И с глубокой печалью – такой я не замечал в нем позже – Гуляев рассказал о Вихре, который бесстрашно нес его на пулеметы, сшибал грудью боевых коней из белогвардейской конницы, а однажды вынес его, раненного, с поля боя, которое осталось за беляками.

– Ночью разыскал меня, обнюхал, как собака, и лег рядом – залезай, мол, хозяин, поехали: понял, что не могу я подняться из-за потери крови. И к своим привез. А его днем пытались поймать и беляки и наши – не дался, меня искал.

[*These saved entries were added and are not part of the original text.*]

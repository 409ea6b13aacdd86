use std::process::ExitCode;

use anyhow::{Context, Result};
use clap::Parser;
use yt_transcript::cli::TranscriptCli;
use yt_transcript::config::{init_tracing, resolve_cookies, AppConfig};
use yt_transcript::pipeline::{format_duration, ChannelRun, Collaborators, RunReport};
use yt_transcript::sources::{CommandSpeechToText, YtDlp};

fn main() -> ExitCode {
    init_tracing("info");
    match run() {
        Ok(()) => ExitCode::SUCCESS,
        Err(err) => {
            eprintln!("\nError: {err:#}");
            ExitCode::FAILURE
        }
    }
}

fn run() -> Result<()> {
    let args = TranscriptCli::parse();
    args.validate()
        .context("Failed to validate command-line arguments")?;
    let options = args.run_options()?;

    let cookies = resolve_cookies(args.cookies.as_deref());
    if cookies.is_none() {
        println!("No cookies provided. You may encounter 'Sign in to confirm you're not a bot' errors.");
    }
    let config = AppConfig::from_override(args.output_root.clone())
        .context("Failed to prepare output directories")?
        .with_cookies(cookies);

    let yt_dlp = YtDlp::new(&config.tools);
    let speech = CommandSpeechToText::new(&config.tools)?;
    let sources = Collaborators {
        videos: &yt_dlp,
        captions: &yt_dlp,
        audio: &yt_dlp,
        speech: &speech,
    };

    println!("Processing channel: {}", options.channel_url);
    let report = ChannelRun::new(&config, sources, options)
        .execute()
        .context("Channel run failed")?;
    print_report(&report, args.audio);
    Ok(())
}

fn print_report(report: &RunReport, audio_enabled: bool) {
    println!("\nChannel Info:");
    println!("- ID: {}", report.channel_id);
    println!("- Name: {}", report.channel_name);
    println!("\nProcessed {} videos", report.video_count);

    println!("\nDownload summary:");
    for line in report.stats.summary_lines(audio_enabled) {
        println!("{line}");
    }
    if audio_enabled {
        println!("Successfully transcribed {} audio files", report.audio_transcribed);
    }
    if !report.failed.is_empty() {
        println!("\nFailed videos:");
        for failure in &report.failed {
            println!("- {}: {}", failure.video_id, failure.error);
        }
    }

    match &report.document {
        Some(path) => println!("\nTranscripts merged into: {}", path.display()),
        None => println!("\nNo transcripts to merge"),
    }
    for part in &report.parts {
        println!("{}", part.display());
    }
    println!("\nTotal execution time: {}", format_duration(report.elapsed));
}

Гуляев вытер повлажневшие глаза, улыбнулся грустно:

– Старею. Как баба расплакался. Но это я с похмелья, ты не думай. Бражку вчера пробовал, ну и напробовался до песен.

Я сказал, что песни у него своеобразные, как и он сам, – в Сосновке все говорят о его чудачествах.

– И Глиной зовут, – усмехнулся Гуляев. – Правильно, в общем. Они ведь не знают, что душа у меня как цыганка, скушно ей одно и то же видеть, вот она и стучится от человека к человеку.

– Чтобы их надуть, – добавил я.

Гуляев засмеялся:

– Нет, здесь у меня с цыганкой расхождение – просто повеселиться. Мне ведь от них ничего не надо, хлеб своими руками зарабатываю. Вот этими. – И вытянул перед собой руки, как экскаваторные ковши. – Валенки скатать, полушубок сшить, бочку сделать или там дровни, дом поставить – все могу.